Um processo contínuo de estudos
O Yoga Sūtra é, ou deveria ser o fundamento, a estrutura de qualquer prática de yoga. É dele que parte toda a compreensão do yoga, do indivíduo e da mente e é dessa compreensão que surge o caminho, a prática de yoga.
O texto trata das posturas de yoga (āsanas), das técnicas de respiração (prāṇayāma) e meditação (dhyānam) e também traz ensinamentos sobre não-violência (ahiṁsā), ser verdadeiro (satya), amizade (maitrī), compaixão (karuṇā), sobre nossas angústias e sofrimento (duḥkha) e meios para reduzi-los – entre tantos outros temas riquíssimos. É justo anunciar que uma prática de yoga que não se ancora no Yoga Sūtra pouquíssimo ou nada tem de Yoga.

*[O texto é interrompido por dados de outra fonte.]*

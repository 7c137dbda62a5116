//! Section-aware chunking with paragraph-packing fallback.
//!
//! Two policies share one packing rule:
//!
//! - Boundary path: when the segmenter found more than one boundary but fewer than
//!   `max_sections`, each span between consecutive boundaries becomes a chunk. Spans longer
//!   than 1.5x the target size are re-split by packing their paragraphs.
//! - Fallback path: otherwise the whole text is packed paragraph by paragraph.
//!
//! Packing treats a paragraph together with its trailing blank-line separator as one piece,
//! so emitted chunks are exact substrings of the source and concatenate back to it. A piece is
//! appended to the open chunk while the chunk stays within the target size; a single piece
//! larger than the target is emitted whole. Sizes are measured in characters.

use std::ops::Range;

use super::types::{Chunk, ChunkingError};

const PARAGRAPH_SEPARATOR: &str = "\n\n";

/// Size and policy knobs for [`create_chunks`].
#[derive(Debug, Clone, Copy, PartialEq, Eq)]
pub struct ChunkingOptions {
    /// Target chunk size in characters.
    pub target_size: usize,
    /// Exclusive upper bound on the boundary count accepted by the boundary path.
    pub max_sections: usize,
}

/// Which policy produced a chunk list.
#[derive(Debug, Clone, Copy, PartialEq, Eq)]
pub enum ChunkingPath {
    /// Chunks follow detected section boundaries.
    Boundaries,
    /// Chunks come from packing paragraphs across the whole text.
    Paragraphs,
}

/// Choose the chunking policy for a boundary list.
pub fn select_path(boundary_count: usize, max_sections: usize) -> ChunkingPath {
    if boundary_count > 1 && boundary_count < max_sections {
        ChunkingPath::Boundaries
    } else {
        ChunkingPath::Paragraphs
    }
}

/// Split `text` into ordered chunks using the segmenter's `boundaries`.
///
/// `boundaries` must be strictly increasing, start at `0`, and lie on character boundaries,
/// as produced by [`super::segment::detect_section_boundaries`]. Empty text yields a single
/// empty chunk.
pub fn create_chunks(
    text: &str,
    boundaries: &[usize],
    options: &ChunkingOptions,
) -> Result<Vec<Chunk>, ChunkingError> {
    if options.target_size == 0 {
        return Err(ChunkingError::InvalidChunkSize);
    }
    if text.is_empty() {
        return Ok(vec![Chunk {
            index: 0,
            offset: 0,
            text: String::new(),
        }]);
    }

    let path = select_path(boundaries.len(), options.max_sections);
    let spans = match path {
        ChunkingPath::Boundaries => split_on_boundaries(text, boundaries, options.target_size),
        ChunkingPath::Paragraphs => pack_paragraphs(text, 0..text.len(), options.target_size),
    };

    tracing::debug!(
        ?path,
        boundaries = boundaries.len(),
        chunks = spans.len(),
        target_size = options.target_size,
        "Chunked document"
    );

    Ok(spans
        .into_iter()
        .enumerate()
        .map(|(index, span)| Chunk {
            index,
            offset: span.start,
            text: text[span].to_string(),
        })
        .collect())
}

fn split_on_boundaries(
    text: &str,
    boundaries: &[usize],
    target_size: usize,
) -> Vec<Range<usize>> {
    let resplit_threshold = target_size.saturating_mul(3) / 2;
    let mut spans = Vec::new();

    for (position, &start) in boundaries.iter().enumerate() {
        let end = boundaries
            .get(position + 1)
            .copied()
            .unwrap_or(text.len())
            .min(text.len());
        if start >= end {
            continue;
        }
        let section = start..end;
        if char_len(text, &section) > resplit_threshold {
            spans.extend(pack_paragraphs(text, section, target_size));
        } else {
            spans.push(section);
        }
    }

    spans
}

/// Greedily pack the paragraphs of `text[span]` into sub-spans of at most `target_size`
/// characters, except where one paragraph alone is larger.
fn pack_paragraphs(text: &str, span: Range<usize>, target_size: usize) -> Vec<Range<usize>> {
    let mut packed = Vec::new();
    let mut current: Option<(Range<usize>, usize)> = None;

    for piece in paragraph_pieces(text, span) {
        let piece_len = char_len(text, &piece);
        current = match current.take() {
            None => Some((piece, piece_len)),
            Some((open, open_len)) if open_len + piece_len <= target_size => {
                Some((open.start..piece.end, open_len + piece_len))
            }
            Some((open, _)) => {
                packed.push(open);
                Some((piece, piece_len))
            }
        };
    }

    if let Some((open, _)) = current {
        packed.push(open);
    }
    packed
}

/// Paragraph spans within `span`, each including its trailing separator when present.
fn paragraph_pieces(text: &str, span: Range<usize>) -> Vec<Range<usize>> {
    let slice = &text[span.clone()];
    let mut pieces = Vec::new();
    let mut start = 0;

    for (found, _) in slice.match_indices(PARAGRAPH_SEPARATOR) {
        let end = found + PARAGRAPH_SEPARATOR.len();
        pieces.push(span.start + start..span.start + end);
        start = end;
    }
    if start < slice.len() {
        pieces.push(span.start + start..span.end);
    }
    pieces
}

fn char_len(text: &str, span: &Range<usize>) -> usize {
    text[span.clone()].chars().count()
}

#[cfg(test)]
mod tests {
    use super::*;
    use crate::processing::segment::detect_section_boundaries;

    fn options(target_size: usize) -> ChunkingOptions {
        ChunkingOptions {
            target_size,
            max_sections: 30,
        }
    }

    fn texts(chunks: &[Chunk]) -> Vec<&str> {
        chunks.iter().map(|chunk| chunk.text.as_str()).collect()
    }

    fn assert_covers(text: &str, chunks: &[Chunk]) {
        let joined: String = chunks.iter().map(|chunk| chunk.text.as_str()).collect();
        assert_eq!(joined, text);
        for (position, chunk) in chunks.iter().enumerate() {
            assert_eq!(chunk.index, position);
            assert_eq!(&text[chunk.offset..chunk.offset + chunk.text.len()], chunk.text);
        }
    }

    #[test]
    fn rejects_zero_target_size() {
        let error = create_chunks("text", &[0], &options(0)).unwrap_err();
        assert!(matches!(error, ChunkingError::InvalidChunkSize));
    }

    #[test]
    fn empty_text_yields_single_empty_chunk() {
        let chunks = create_chunks("", &[0], &options(10)).expect("chunks");
        assert_eq!(texts(&chunks), vec![""]);
    }

    #[test]
    fn path_selection_respects_range() {
        assert_eq!(select_path(0, 30), ChunkingPath::Paragraphs);
        assert_eq!(select_path(1, 30), ChunkingPath::Paragraphs);
        assert_eq!(select_path(2, 30), ChunkingPath::Boundaries);
        assert_eq!(select_path(29, 30), ChunkingPath::Boundaries);
        assert_eq!(select_path(30, 30), ChunkingPath::Paragraphs);
    }

    #[test]
    fn two_small_paragraphs_pack_into_one_chunk() {
        let text = "alpha beta\n\ngamma delta";
        let chunks = create_chunks(text, &[0], &options(100)).expect("chunks");
        assert_eq!(texts(&chunks), vec![text]);
    }

    #[test]
    fn two_paragraphs_over_target_split_in_two() {
        let text = "alpha beta\n\ngamma delta";
        let chunks = create_chunks(text, &[0], &options(15)).expect("chunks");
        assert_eq!(texts(&chunks), vec!["alpha beta\n\n", "gamma delta"]);
        assert_covers(text, &chunks);
    }

    #[test]
    fn oversized_paragraph_is_emitted_whole() {
        let big = "x".repeat(50);
        let text = format!("short\n\n{big}\n\ntail");
        let chunks = create_chunks(&text, &[0], &options(10)).expect("chunks");
        assert_eq!(chunks.len(), 3);
        assert_eq!(chunks[1].text, format!("{big}\n\n"));
        assert_covers(&text, &chunks);
    }

    #[test]
    fn boundary_path_splits_between_boundaries() {
        let text = "Preface\nSECTION 1: Scope of work\nSECTION 2: Payment terms";
        let boundaries = detect_section_boundaries(text);
        assert_eq!(boundaries.len(), 3);
        let chunks = create_chunks(text, &boundaries, &options(1000)).expect("chunks");
        assert_eq!(
            texts(&chunks),
            vec!["Preface", "\nSECTION 1: Scope of work", "\nSECTION 2: Payment terms"]
        );
        assert_covers(text, &chunks);
        assert!(chunks.windows(2).all(|pair| pair[0].offset < pair[1].offset));
    }

    #[test]
    fn boundary_path_resplits_only_oversized_sections() {
        let paragraph = "word ".repeat(4);
        let long_section = [paragraph.as_str(); 6].join("\n\n");
        let text = format!("intro\nSection 1: Long\n\n{long_section}\nSection 2: Short");
        let boundaries = detect_section_boundaries(&text);
        assert_eq!(boundaries.len(), 3);

        let target = 30;
        let chunks = create_chunks(&text, &boundaries, &options(target)).expect("chunks");
        assert_covers(&text, &chunks);
        assert_eq!(chunks.first().map(|chunk| chunk.text.as_str()), Some("intro"));
        assert_eq!(
            chunks.last().map(|chunk| chunk.text.as_str()),
            Some("\nSection 2: Short")
        );
        assert!(chunks.len() > 3);
        for chunk in &chunks {
            assert!(chunk.text.chars().count() <= target);
        }
    }

    #[test]
    fn section_within_tolerance_is_not_resplit() {
        let text = "intro\nSection 1: Body\n\nmore body text";
        let boundaries = detect_section_boundaries(text);
        // Second section is 32 chars: above a target of 25 but within 1.5x of it.
        let chunks = create_chunks(text, &boundaries, &options(25)).expect("chunks");
        assert_eq!(chunks.len(), 2);
        assert_eq!(chunks[1].text, "\nSection 1: Body\n\nmore body text");
    }

    #[test]
    fn too_many_boundaries_fall_back_to_paragraphs() {
        let text = "a\n\nb\n\nc";
        let boundaries = vec![0, 1, 2, 3, 4];
        let options = ChunkingOptions {
            target_size: 100,
            max_sections: 5,
        };
        let chunks = create_chunks(text, &boundaries, &options).expect("chunks");
        assert_eq!(texts(&chunks), vec![text]);
    }

    #[test]
    fn near_duplicate_boundaries_yield_short_chunks() {
        let text = "abc\ndef";
        let chunks = create_chunks(text, &[0, 3, 4], &options(100)).expect("chunks");
        assert_eq!(texts(&chunks), vec!["abc", "\n", "def"]);
    }

    #[test]
    fn packing_counts_characters_not_bytes() {
        let text = "ééééé\n\nüüüüü";
        // 7 + 5 chars, but 12 + 10 bytes.
        let chunks = create_chunks(text, &[0], &options(7)).expect("chunks");
        assert_eq!(texts(&chunks), vec!["ééééé\n\n", "üüüüü"]);
        let joined = create_chunks(text, &[0], &options(12)).expect("chunks");
        assert_eq!(texts(&joined), vec![text]);
    }
}
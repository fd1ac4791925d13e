use anyhow::{Context, Result};
use std::fs::{self, OpenOptions};
use std::path::PathBuf;
use tracing_subscriber::EnvFilter;

use crate::config::Config;

/// Initialize logging
///
/// Level comes from `RUST_LOG`, default `info`. With `enabled`, output is
/// appended to `log_path` (a menu bar app has no terminal); otherwise it goes
/// to stdout.
///
/// # Errors
/// Returns error if the log directory or file cannot be created
pub fn init(enabled: bool, log_path: &str) -> Result<()> {
    if !enabled {
        tracing_subscriber::fmt()
            .with_env_filter(env_filter())
            .with_target(false)
            .init();
        return Ok(());
    }

    let expanded_path = resolve_log_path(log_path)?;

    // Create parent directory if needed
    if let Some(parent) = expanded_path.parent() {
        fs::create_dir_all(parent).context("failed to create log directory")?;
    }

    let file = OpenOptions::new()
        .create(true)
        .append(true)
        .open(&expanded_path)
        .context("failed to open log file")?;

    tracing_subscriber::fmt()
        .with_env_filter(env_filter())
        .with_writer(file)
        .with_target(false)
        .with_ansi(false)
        .init();

    tracing::info!("logging to {}", expanded_path.display());

    Ok(())
}

fn env_filter() -> EnvFilter {
    EnvFilter::try_from_default_env().unwrap_or_else(|_| EnvFilter::new("info"))
}

fn resolve_log_path(path: &str) -> Result<PathBuf> {
    Config::expand_path(path)
}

Devido a forma sintética de escrita dos Sūtras, o Yoga Sūtra não pode ser compreendido em toda sua profundidade e beleza somente a partir do estudo em livros – é imprescindível a presença de um professor que tenha compreendido minimamente o significado do texto através do estudo com seu professor em um relacionamento longo e consistente onde o professor busca elucidar conceitos que simplesmente não podem ser acessados somente com o auxílio de um dicionário ou com a pesquisa em outros textos. Compreender claramente termos centrais no Yoga Sūtra como Purusa e Prakrti, pede a compreensão prévia e experiencial de muito outros conceitos como o funcionamento dos sentidos, da realidade e como a percebemos, das diversas camadas da mente e como nos relacionamos com ela.
Já no primeiro Sūtra, do primeiro capítulo pode-se perceber a dificuldade do estudo sem acompanhamento em direção às diferentes camadas de compreensão do texto:
atha – agora(começa); usada no início (de trabalhos), principalmente como um sinal de auspiciosidade.
yoga – o ato de unir, juntar, anexar, engatar
anu – seguir, um após o outro
śāsana – ensinamentos; doutrina; instrução, disciplina; ensino, instrução, um instrutor
“Agora começa o ensino [autorizado] de yoga.”
A chave aqui é a palavra anuśasānam. Ela expressa claramente a ideia de que a instrução transmitida tem autoridade e foi experienciada ao longo de gerações de professores a alunos. Anuśasānam conecta o professor de agora a seu professor e o coloca em posição de aluno remetendo a uma longínqua corrente de professores responsáveis com a transmissão do ensinamento e que tem a compaixão e a preocupação com o aluno como sua motivação por ensinar.
Em outra camada de compreensão do mesmo Sūtra, o professor Desikachar dizia que a palavra atha representa o aluno, que se coloca pronto e disposto a aprender; anuśasānam é o professor, que traz dentro de si a tradição de yoga e a palavra yoga, é o que faz a união, o elo entre os dois quando se cria um relacionamento sincero de estudo e aprendizado.
Estudar o Yoga Sūtra não é uma tarefa com um fim, é algo para a vida toda. O texto reflete a complexidade e beleza da mente humana e se desdobra e revela novos conhecimentos a cada vez que nos debruçamos sobre ele. Quanto mais compreendemos o texto, mais compreendemos a nós mesmos.